Unilever has obtained UK, US, EU, Mexico, China, Philippines, Australia and New Zealand approval to use a genetically modified yeast to produce antifreeze proteins from fish for use in ice cream production. They are labeled "ISP" or ice structuring protein on the label, instead of AFP or antifreeze protein.

== Recent news ==
One recent, successful business endeavor has been the introduction of AFPs into ice cream and yogurt products. This ingredient, labelled ice-structuring protein, has been approved by the Food and Drug Administration. The proteins are isolated from fish and replicated, on a larger scale, in genetically modified yeast.

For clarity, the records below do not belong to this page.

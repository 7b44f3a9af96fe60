//! Scriptable stand-ins for the collaborators of a co-simulation run.
//!
//! Every fake can share a [`Journal`], so tests can assert on the order in
//! which the harness touched the model, checker, trace and platform.

use std::cell::{Cell, RefCell};
use std::io;
use std::rc::Rc;

use difftest::config::LogWindow;
use difftest::regs::{self, RegisterLayout};
use difftest::{
    CommitEvent, DifferentialChecker, HardwareModel, MismatchReport, Pin, Platform,
    ReferenceModel, RegisterVector, TraceRecorder, Verdict,
};

pub const START: u64 = 0x8000_0000;

#[derive(Debug, Clone, PartialEq, Eq)]
pub enum Event {
    ResetPulse,
    LogWindow(LogWindow),
    Init { pc: u64 },
    Step { pc: u64 },
    Poll,
    TraceDump(u64),
    TraceClose,
    Abort,
}

#[derive(Debug, Clone, Default)]
pub struct Journal(Rc<RefCell<Vec<Event>>>);

impl Journal {
    pub fn push(&self, event: Event) {
        self.0.borrow_mut().push(event);
    }

    pub fn events(&self) -> Vec<Event> {
        self.0.borrow().clone()
    }

    pub fn count(&self, pred: impl Fn(&Event) -> bool) -> usize {
        self.0.borrow().iter().filter(|e| pred(e)).count()
    }

    pub fn position(&self, event: &Event) -> Option<usize> {
        self.0.borrow().iter().position(|e| e == event)
    }
}

/// Pin values the scripted model shows after a given cycle.
#[derive(Debug, Clone, Default)]
pub struct Frame {
    pub pc: u64,
    pub commit: bool,
    pub inst: u32,
    pub is_mmio: bool,
    pub is_multi_commit: bool,
    pub intr_no: u64,
    pub finish: bool,
    pub gpr: [u64; 32],
}

impl Frame {
    pub fn at(pc: u64) -> Self {
        Self { pc, ..Default::default() }
    }

    pub fn committing(mut self) -> Self {
        self.commit = true;
        self
    }

    pub fn with_gpr(mut self, idx: usize, value: u64) -> Self {
        self.gpr[idx] = value;
        self
    }
}

type Script = Box<dyn Fn(u64) -> Frame>;

/// Hardware model whose difftest port follows a script indexed by the
/// number of rising edges seen outside reset.
pub struct ScriptedModel {
    script: Script,
    clock: bool,
    reset: bool,
    cycle: u64,
    reset_pulses: u64,
    journal: Journal,
}

impl ScriptedModel {
    pub fn new(script: impl Fn(u64) -> Frame + 'static) -> Self {
        Self {
            script: Box::new(script),
            clock: false,
            reset: false,
            cycle: 0,
            reset_pulses: 0,
            journal: Journal::default(),
        }
    }

    pub fn with_journal(mut self, journal: &Journal) -> Self {
        self.journal = journal.clone();
        self
    }

    pub fn cycle(&self) -> u64 {
        self.cycle
    }

    pub fn reset_pulses(&self) -> u64 {
        self.reset_pulses
    }

    fn frame(&self) -> Frame {
        (self.script)(self.cycle)
    }
}

impl HardwareModel for ScriptedModel {
    fn set_clock(&mut self, high: bool) {
        self.clock = high;
    }

    fn set_reset(&mut self, asserted: bool) {
        self.reset = asserted;
    }

    fn eval(&mut self) {
        if !self.clock {
            return;
        }
        if self.reset {
            self.reset_pulses += 1;
            self.journal.push(Event::ResetPulse);
        } else {
            self.cycle += 1;
        }
    }

    fn read_pin(&self, pin: Pin) -> u64 {
        let frame = self.frame();
        match pin {
            Pin::Gpr(idx) => frame.gpr[idx as usize],
            Pin::ThisPc => frame.pc,
            Pin::Commit => frame.commit as u64,
            Pin::ThisInst => frame.inst as u64,
            Pin::IsMmio => frame.is_mmio as u64,
            Pin::IsMultiCommit => frame.is_multi_commit as u64,
            Pin::IntrNo => frame.intr_no,
            Pin::DifftestEnable => 1,
            Pin::Finish => frame.finish as u64,
            _ => 0,
        }
    }

    fn set_log_window(&mut self, window: &LogWindow) {
        self.journal.push(Event::LogWindow(*window));
    }
}

/// Reaches `START` at `start_cycle`, commits once there and never again.
pub fn start_then_hang(start_cycle: u64) -> impl Fn(u64) -> Frame {
    move |cycle| match cycle {
        c if c < start_cycle => Frame::at(0x1000),
        c if c == start_cycle => Frame::at(START).committing(),
        _ => Frame::at(START + 4),
    }
}

/// Shows `START` at cycle 1 without committing, then retires one
/// `addi a0, a0, 1` per cycle.
pub fn counting_loop() -> impl Fn(u64) -> Frame {
    |cycle| match cycle {
        0 => Frame::at(0x1000),
        1 => Frame::at(START),
        c => Frame::at(START + 4 * (c - 2))
            .committing()
            .with_gpr(10, c - 1),
    }
}

/// Checker that logs its calls and fails the `fail_on`-th step.
#[derive(Default)]
pub struct RecordingChecker {
    journal: Journal,
    fail_on: Option<usize>,
    steps: usize,
    inits: usize,
}

impl RecordingChecker {
    pub fn new(journal: &Journal) -> Self {
        Self {
            journal: journal.clone(),
            ..Default::default()
        }
    }

    pub fn failing_on(mut self, step: usize) -> Self {
        self.fail_on = Some(step);
        self
    }

    pub fn steps(&self) -> usize {
        self.steps
    }

    pub fn inits(&self) -> usize {
        self.inits
    }
}

impl DifferentialChecker for RecordingChecker {
    fn init(&mut self, regs: RegisterVector) {
        self.inits += 1;
        self.journal.push(Event::Init { pc: regs.pc() });
    }

    fn step(&mut self, regs: RegisterVector, _event: CommitEvent) -> Verdict {
        self.steps += 1;
        self.journal.push(Event::Step { pc: regs.pc() });
        if self.fail_on == Some(self.steps) {
            Verdict::Fail(MismatchReport::new(regs.pc()))
        } else {
            Verdict::Pass
        }
    }
}

/// Platform whose uptime advances by `tick_ms` on every query.
pub struct FakePlatform {
    journal: Journal,
    now: Cell<u64>,
    tick_ms: u64,
    polls: u64,
    finish_after_polls: Option<u64>,
    aborted: bool,
}

impl FakePlatform {
    pub fn new(journal: &Journal) -> Self {
        Self {
            journal: journal.clone(),
            now: Cell::new(0),
            tick_ms: 1,
            polls: 0,
            finish_after_polls: None,
            aborted: false,
        }
    }

    pub fn with_tick(mut self, tick_ms: u64) -> Self {
        self.tick_ms = tick_ms;
        self
    }

    /// Requests completion once the devices were polled `polls` times.
    pub fn finishing_after(mut self, polls: u64) -> Self {
        self.finish_after_polls = Some(polls);
        self
    }

    pub fn polls(&self) -> u64 {
        self.polls
    }

    pub fn aborted(&self) -> bool {
        self.aborted
    }
}

impl Platform for FakePlatform {
    fn poll_event(&mut self) {
        self.polls += 1;
        self.journal.push(Event::Poll);
    }

    fn uptime(&self) -> u64 {
        let now = self.now.get() + self.tick_ms;
        self.now.set(now);
        now
    }

    fn is_finish(&self) -> bool {
        self.finish_after_polls.is_some_and(|n| self.polls >= n)
    }

    fn set_abort(&mut self) {
        self.aborted = true;
        self.journal.push(Event::Abort);
    }
}

/// Trace recorder that only journals what it is asked to do.
pub struct JournalRecorder {
    journal: Journal,
}

impl JournalRecorder {
    pub fn new(journal: &Journal) -> Self {
        Self {
            journal: journal.clone(),
        }
    }
}

impl<M: ?Sized> TraceRecorder<M> for JournalRecorder {
    fn dump(&mut self, _model: &M, timestamp: u64) -> io::Result<()> {
        self.journal.push(Event::TraceDump(timestamp));
        Ok(())
    }

    fn flush(&mut self) -> io::Result<()> {
        Ok(())
    }

    fn close(&mut self) -> io::Result<()> {
        self.journal.push(Event::TraceClose);
        Ok(())
    }
}

/// Reference for [`counting_loop`]: every executed instruction adds one to
/// a0 and four to the PC.
#[derive(Debug, Default, Clone)]
pub struct CountingReference {
    regs: Vec<u64>,
    image: Option<(u64, usize)>,
    executed: u64,
}

impl CountingReference {
    pub fn image(&self) -> Option<(u64, usize)> {
        self.image
    }

    pub fn executed(&self) -> u64 {
        self.executed
    }
}

impl ReferenceModel for CountingReference {
    fn init(&mut self) {
        self.regs = vec![0; RegisterLayout::WithCsrs.len()];
    }

    fn memcpy_from_dut(&mut self, addr: u64, bytes: &[u8]) {
        self.image = Some((addr, bytes.len()));
    }

    fn get_regs(&mut self, regs: &mut RegisterVector) {
        for (idx, slot) in regs.as_mut_slice().iter_mut().enumerate() {
            *slot = self.regs.get(idx).copied().unwrap_or(0);
        }
    }

    fn set_regs(&mut self, regs: &RegisterVector) {
        for (idx, value) in regs.as_slice().iter().enumerate() {
            if let Some(slot) = self.regs.get_mut(idx) {
                *slot = *value;
            }
        }
    }

    fn exec(&mut self, n: u64) {
        for _ in 0..n {
            self.regs[10] += 1;
            self.regs[regs::THIS_PC] += 4;
            self.executed += 1;
        }
    }

    fn raise_intr(&mut self, _no: u64) {
        self.regs[regs::THIS_PC] = START + 0x100;
    }
}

There is concern from organizations opposed to genetically modified organisms (GMOs) who believe that antifreeze proteins may cause inflammation. Intake of AFPs in diet is likely substantial in most northerly and temperate regions already. Given the known historic consumption of AFPs, it is safe to conclude their functional properties do not impart any toxicologic or allergenic effects in humans.

As well, the transgenic process of ice structuring proteins production is widely used in society. Insulin and rennet are produced using this technology. The process does not impact the product; it merely makes production more efficient and prevents the death of fish that would otherwise be killed to extract the protein.

Currently, Unilever incorporates AFPs into some of its American products, including some Popsicle ice pops and a new line of Breyers Light Double Churned ice cream bars. In ice cream, AFPs allow the production of very creamy, dense, reduced fat ice cream with fewer additives. They control ice crystal growth brought on by thawing on the loading dock or kitchen table, which reduces texture quality.

In November 2009, the Proceedings of the National Academy of Sciences published the discovery of a molecule in an Alaskan beetle that behaves like AFPs, but is composed of saccharides and fatty acids.

A 2010 study demonstrated the stability of superheated water ice crystals in an AFP solution, showing that while the proteins can inhibit freezing, they can also inhibit melting.
In 2021, EPFL and Warwick scientists have found an artificial imitation of antifreeze proteins.